COVID-19 webinar summary: 5 key points on Latin America, 28 April
Knowing you might not have time to watch our full webinars, we’re pleased to continue our series of COVID-19 webinar summaries. In this latest edition, we talk performance in the Latin America region with a focus on Brazil.
Returnee accommodation government measures impact Lima occupancy
Peru was one of the first countries in the region to implement measures to combat the spread of COVID-19. The country’s year-over-year occupancy declines eased slightly during the second week of April due to the government initiative “Apoyo Solidario.” The Peruvian government facilitated PEN26 million (more than US$7 million) to help quarantine returnees in an initiative where public and private organizations, such as hotel associations, worked to guarantee accommodation, and A&B.

Brazil: all hotel classes affected by COVID-19
All hotel classes in Brazil have been affected by COVID-19. Luxury and Upper Upscale Hotels posted the biggest occupancy drop (-46.6%), followed closely by Upscale and Upper Midscale (-43.2%) then Midscale and Economy (-40.7%).
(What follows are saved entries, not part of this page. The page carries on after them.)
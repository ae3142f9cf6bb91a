//! Order Submission
//!
//! Builds the `POST /v2/orders` body from a typed [`OrderRequest`] and
//! submits it once.

use rust_decimal::Decimal;
use serde::Serialize;

use super::{RawResponse, RestClient, RestError, join_url};

/// Buy or sell.
#[derive(Debug, Clone, Copy, PartialEq, Eq, Serialize)]
#[serde(rename_all = "lowercase")]
pub enum OrderSide {
    /// Buy
    Buy,
    /// Sell
    Sell,
}

/// Order type.
#[derive(Debug, Clone, Copy, PartialEq, Eq, Serialize)]
#[serde(rename_all = "snake_case")]
pub enum OrderType {
    /// Market order
    Market,
    /// Limit order
    Limit,
    /// Stop order
    Stop,
    /// Stop-limit order
    StopLimit,
}

/// Time in force.
#[derive(Debug, Clone, Copy, PartialEq, Eq, Serialize)]
#[serde(rename_all = "lowercase")]
pub enum TimeInForce {
    /// Day
    Day,
    /// Good till cancelled
    Gtc,
    /// Immediate or cancel
    Ioc,
    /// Fill or kill
    Fok,
    /// Market on open
    Opg,
    /// Market on close
    Cls,
}

/// One leg of a multi-leg (`mleg`) options order.
#[derive(Debug, Clone, PartialEq, Eq, Serialize)]
pub struct OrderLeg {
    /// OCC option symbol.
    pub symbol: String,
    /// Leg side.
    pub side: OrderSide,
    /// Contracts per unit of the parent quantity.
    pub ratio_qty: u32,
}

/// Body of `POST /v2/orders`.
///
/// Prices and quantities serialize as strings, as the API expects.
#[derive(Debug, Clone, PartialEq, Eq, Serialize)]
pub struct OrderRequest {
    /// Symbol; empty for multi-leg orders.
    #[serde(skip_serializing_if = "String::is_empty")]
    pub symbol: String,

    /// Quantity.
    pub qty: Decimal,

    /// Side; absent for multi-leg orders.
    #[serde(skip_serializing_if = "Option::is_none")]
    pub side: Option<OrderSide>,

    /// Order type.
    #[serde(rename = "type")]
    pub order_type: OrderType,

    /// Time in force.
    pub time_in_force: TimeInForce,

    /// Limit price (limit and stop-limit orders).
    #[serde(skip_serializing_if = "Option::is_none")]
    pub limit_price: Option<Decimal>,

    /// Stop price (stop and stop-limit orders).
    #[serde(skip_serializing_if = "Option::is_none")]
    pub stop_price: Option<Decimal>,

    /// Client-chosen idempotency key.
    pub client_order_id: String,

    /// Order class; `"mleg"` when legs are present.
    #[serde(skip_serializing_if = "Option::is_none")]
    pub order_class: Option<&'static str>,

    /// Legs of a multi-leg order.
    #[serde(skip_serializing_if = "Vec::is_empty")]
    pub legs: Vec<OrderLeg>,
}

impl OrderRequest {
    /// Market order with a fresh client order id.
    #[must_use]
    pub fn market(symbol: impl Into<String>, side: OrderSide, qty: Decimal) -> Self {
        Self {
            symbol: symbol.into(),
            qty,
            side: Some(side),
            order_type: OrderType::Market,
            time_in_force: TimeInForce::Day,
            limit_price: None,
            stop_price: None,
            client_order_id: uuid::Uuid::new_v4().to_string(),
            order_class: None,
            legs: Vec::new(),
        }
    }

    /// Limit order with a fresh client order id.
    #[must_use]
    pub fn limit(
        symbol: impl Into<String>,
        side: OrderSide,
        qty: Decimal,
        limit_price: Decimal,
    ) -> Self {
        Self {
            order_type: OrderType::Limit,
            limit_price: Some(limit_price),
            ..Self::market(symbol, side, qty)
        }
    }

    /// Multi-leg limit order; `limit_price` is the net debit/credit.
    #[must_use]
    pub fn multi_leg(legs: Vec<OrderLeg>, qty: Decimal, limit_price: Decimal) -> Self {
        Self {
            symbol: String::new(),
            qty,
            side: None,
            order_type: OrderType::Limit,
            time_in_force: TimeInForce::Day,
            limit_price: Some(limit_price),
            stop_price: None,
            client_order_id: uuid::Uuid::new_v4().to_string(),
            order_class: Some("mleg"),
            legs,
        }
    }

    /// Override time in force.
    #[must_use]
    pub const fn with_time_in_force(mut self, tif: TimeInForce) -> Self {
        self.time_in_force = tif;
        self
    }

    /// Add a stop price, turning market into stop and limit into stop-limit.
    #[must_use]
    pub fn with_stop_price(mut self, stop_price: Decimal) -> Self {
        self.stop_price = Some(stop_price);
        self.order_type = match self.order_type {
            OrderType::Limit | OrderType::StopLimit => OrderType::StopLimit,
            OrderType::Market | OrderType::Stop => OrderType::Stop,
        };
        self
    }

    /// Override the client order id.
    #[must_use]
    pub fn with_client_order_id(mut self, id: impl Into<String>) -> Self {
        self.client_order_id = id.into();
        self
    }
}

/// Submits orders to the trading API.
#[derive(Debug, Clone)]
pub struct OrdersClient {
    http: RestClient,
    base_url: String,
}

impl OrdersClient {
    /// Client for the trading host `base_url`.
    #[must_use]
    pub fn new(http: RestClient, base_url: impl Into<String>) -> Self {
        Self {
            http,
            base_url: base_url.into(),
        }
    }

    /// Submit one order. The raw response is returned whatever its status.
    ///
    /// # Errors
    ///
    /// Returns [`RestError`] if no response was received.
    pub async fn submit(&self, order: &OrderRequest) -> Result<RawResponse, RestError> {
        tracing::info!(
            symbol = %order.symbol,
            client_order_id = %order.client_order_id,
            legs = order.legs.len(),
            "Submitting order"
        );
        self.http
            .post_json(&join_url(&self.base_url, "/v2/orders"), order)
            .await
    }
}

#[cfg(test)]
mod tests {
    use serde_json::json;

    use super::*;

    #[test]
    fn limit_order_body() {
        let order = OrderRequest::limit("AAPL", OrderSide::Buy, Decimal::new(10, 0), Decimal::new(15025, 2))
            .with_time_in_force(TimeInForce::Gtc)
            .with_client_order_id("abc");

        let body = serde_json::to_value(&order).unwrap();
        assert_eq!(
            body,
            json!({
                "symbol": "AAPL",
                "qty": "10",
                "side": "buy",
                "type": "limit",
                "time_in_force": "gtc",
                "limit_price": "150.25",
                "client_order_id": "abc"
            })
        );
    }

    #[test]
    fn stop_price_upgrades_type() {
        let stop = OrderRequest::market("SPY", OrderSide::Sell, Decimal::ONE).with_stop_price(Decimal::new(400, 0));
        assert_eq!(stop.order_type, OrderType::Stop);

        let stop_limit = OrderRequest::limit("SPY", OrderSide::Sell, Decimal::ONE, Decimal::new(399, 0))
            .with_stop_price(Decimal::new(400, 0));
        assert_eq!(stop_limit.order_type, OrderType::StopLimit);
    }

    #[test]
    fn multi_leg_body() {
        let order = OrderRequest::multi_leg(
            vec![
                OrderLeg {
                    symbol: "AAPL240315C00170000".to_string(),
                    side: OrderSide::Buy,
                    ratio_qty: 1,
                },
                OrderLeg {
                    symbol: "AAPL240315C00175000".to_string(),
                    side: OrderSide::Sell,
                    ratio_qty: 1,
                },
            ],
            Decimal::ONE,
            Decimal::new(150, 2),
        );

        let body = serde_json::to_value(&order).unwrap();
        assert_eq!(body["order_class"], "mleg");
        assert!(body.get("symbol").is_none());
        assert!(body.get("side").is_none());
        assert_eq!(body["legs"][1]["side"], "sell");
    }

    #[test]
    fn client_order_ids_are_unique() {
        let a = OrderRequest::market("SPY", OrderSide::Buy, Decimal::ONE);
        let b = OrderRequest::market("SPY", OrderSide::Buy, Decimal::ONE);
        assert_ne!(a.client_order_id, b.client_order_id);
    }
}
São Paulo, one of the cities most affected by COVID-19
São Paulo has been one of the markets most affected by COVID-19. The market presented year-over-year decreases in occupancy as bad as 91% (1 through 17 April). Likewise, occupancy in Rio de Janeiro decreased 74% during that same period of time.

Rio de Janeiro occupancy drop from 11 March
Rio de Janeiro posted declines in occupancy 10 days after the announcement of COVID-19 as a pandemic. Occupancy dropped year over year in Rio de Janeiro (excluding Barra de Tijuca) as steep as 91.6% on 4 April.

ADR declines in Rio de Janeiro and São Paulo
Rio de Janeiro rate increases spiked during 21-26 February due to Carnival 2020 but fell dramatically in the early days of March due to comparison of 2019 Carnival dates. ADR decreases have been more frequent in each of Brazil’s top two markets.